● Exercise requirements: In the data below, find the line that contains "compression ratio must" and the line that contains "let p4 = fill.pressure().value". Copy both, plus every line between them, exactly.

● Entries supplied:
+ + +

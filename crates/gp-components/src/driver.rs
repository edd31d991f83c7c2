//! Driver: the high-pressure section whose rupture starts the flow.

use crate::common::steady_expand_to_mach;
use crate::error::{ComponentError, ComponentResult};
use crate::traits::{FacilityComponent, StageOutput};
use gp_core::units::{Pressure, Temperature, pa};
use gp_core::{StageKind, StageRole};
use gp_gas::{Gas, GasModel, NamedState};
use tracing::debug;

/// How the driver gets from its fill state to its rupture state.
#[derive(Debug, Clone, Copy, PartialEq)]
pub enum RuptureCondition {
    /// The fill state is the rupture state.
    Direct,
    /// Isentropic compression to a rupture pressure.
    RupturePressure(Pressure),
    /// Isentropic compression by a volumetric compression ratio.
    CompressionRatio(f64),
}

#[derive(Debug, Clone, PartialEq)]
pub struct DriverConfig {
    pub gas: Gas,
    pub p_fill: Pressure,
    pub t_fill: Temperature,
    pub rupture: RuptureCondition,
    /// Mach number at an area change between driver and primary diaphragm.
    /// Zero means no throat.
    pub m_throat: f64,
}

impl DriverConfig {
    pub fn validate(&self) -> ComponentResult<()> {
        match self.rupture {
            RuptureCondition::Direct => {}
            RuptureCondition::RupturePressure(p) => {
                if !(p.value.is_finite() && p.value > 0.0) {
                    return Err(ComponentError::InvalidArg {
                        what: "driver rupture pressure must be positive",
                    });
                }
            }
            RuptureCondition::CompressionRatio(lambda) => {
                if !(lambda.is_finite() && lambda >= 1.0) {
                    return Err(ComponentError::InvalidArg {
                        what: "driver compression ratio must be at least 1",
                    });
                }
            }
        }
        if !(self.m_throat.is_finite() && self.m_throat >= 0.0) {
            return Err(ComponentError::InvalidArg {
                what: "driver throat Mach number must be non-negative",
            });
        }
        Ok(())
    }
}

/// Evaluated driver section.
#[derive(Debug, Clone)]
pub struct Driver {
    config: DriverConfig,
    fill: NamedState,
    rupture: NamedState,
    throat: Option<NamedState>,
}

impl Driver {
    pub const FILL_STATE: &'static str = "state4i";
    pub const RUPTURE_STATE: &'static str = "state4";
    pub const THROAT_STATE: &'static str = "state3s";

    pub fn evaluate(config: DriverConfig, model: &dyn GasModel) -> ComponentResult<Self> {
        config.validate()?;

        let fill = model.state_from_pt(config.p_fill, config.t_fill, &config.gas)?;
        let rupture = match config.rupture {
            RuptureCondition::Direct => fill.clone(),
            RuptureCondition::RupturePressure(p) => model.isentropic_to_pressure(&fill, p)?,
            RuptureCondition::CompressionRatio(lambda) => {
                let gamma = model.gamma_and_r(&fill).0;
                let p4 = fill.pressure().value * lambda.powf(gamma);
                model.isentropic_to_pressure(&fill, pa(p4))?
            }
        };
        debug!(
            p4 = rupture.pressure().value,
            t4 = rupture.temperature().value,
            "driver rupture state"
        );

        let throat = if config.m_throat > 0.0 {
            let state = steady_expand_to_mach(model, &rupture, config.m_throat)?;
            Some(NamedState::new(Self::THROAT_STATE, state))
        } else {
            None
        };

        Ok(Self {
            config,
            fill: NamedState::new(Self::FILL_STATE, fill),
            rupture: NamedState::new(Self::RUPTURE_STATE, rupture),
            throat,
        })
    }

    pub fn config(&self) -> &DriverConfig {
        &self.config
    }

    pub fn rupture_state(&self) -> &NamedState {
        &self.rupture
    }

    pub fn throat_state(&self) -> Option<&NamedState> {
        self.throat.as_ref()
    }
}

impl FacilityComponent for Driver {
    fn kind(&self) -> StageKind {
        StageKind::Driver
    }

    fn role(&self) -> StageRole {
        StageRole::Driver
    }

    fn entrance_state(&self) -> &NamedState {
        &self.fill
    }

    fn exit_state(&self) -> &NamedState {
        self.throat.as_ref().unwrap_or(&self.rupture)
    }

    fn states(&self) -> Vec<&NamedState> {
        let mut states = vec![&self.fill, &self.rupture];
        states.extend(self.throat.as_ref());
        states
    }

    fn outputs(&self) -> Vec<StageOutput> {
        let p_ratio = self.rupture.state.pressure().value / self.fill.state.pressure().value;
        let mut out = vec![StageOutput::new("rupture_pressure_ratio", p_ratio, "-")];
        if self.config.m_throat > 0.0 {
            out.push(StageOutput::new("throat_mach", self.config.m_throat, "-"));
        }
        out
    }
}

+ + +

● Task response:
                        what: "driver compression ratio must be at least 1",
                    });
                }
            }
        }
        if !(self.m_throat.is_finite() && self.m_throat >= 0.0) {
            return Err(ComponentError::InvalidArg {
                what: "driver throat Mach number must be non-negative",
            });
        }
        Ok(())
    }
}

/// Evaluated driver section.
#[derive(Debug, Clone)]
pub struct Driver {
    config: DriverConfig,
    fill: NamedState,
    rupture: NamedState,
    throat: Option<NamedState>,
}

impl Driver {
    pub const FILL_STATE: &'static str = "state4i";
    pub const RUPTURE_STATE: &'static str = "state4";
    pub const THROAT_STATE: &'static str = "state3s";

    pub fn evaluate(config: DriverConfig, model: &dyn GasModel) -> ComponentResult<Self> {
        config.validate()?;

        let fill = model.state_from_pt(config.p_fill, config.t_fill, &config.gas)?;
        let rupture = match config.rupture {
            RuptureCondition::Direct => fill.clone(),
            RuptureCondition::RupturePressure(p) => model.isentropic_to_pressure(&fill, p)?,
            RuptureCondition::CompressionRatio(lambda) => {
                let gamma = model.gamma_and_r(&fill).0;
                let p4 = fill.pressure().value * lambda.powf(gamma);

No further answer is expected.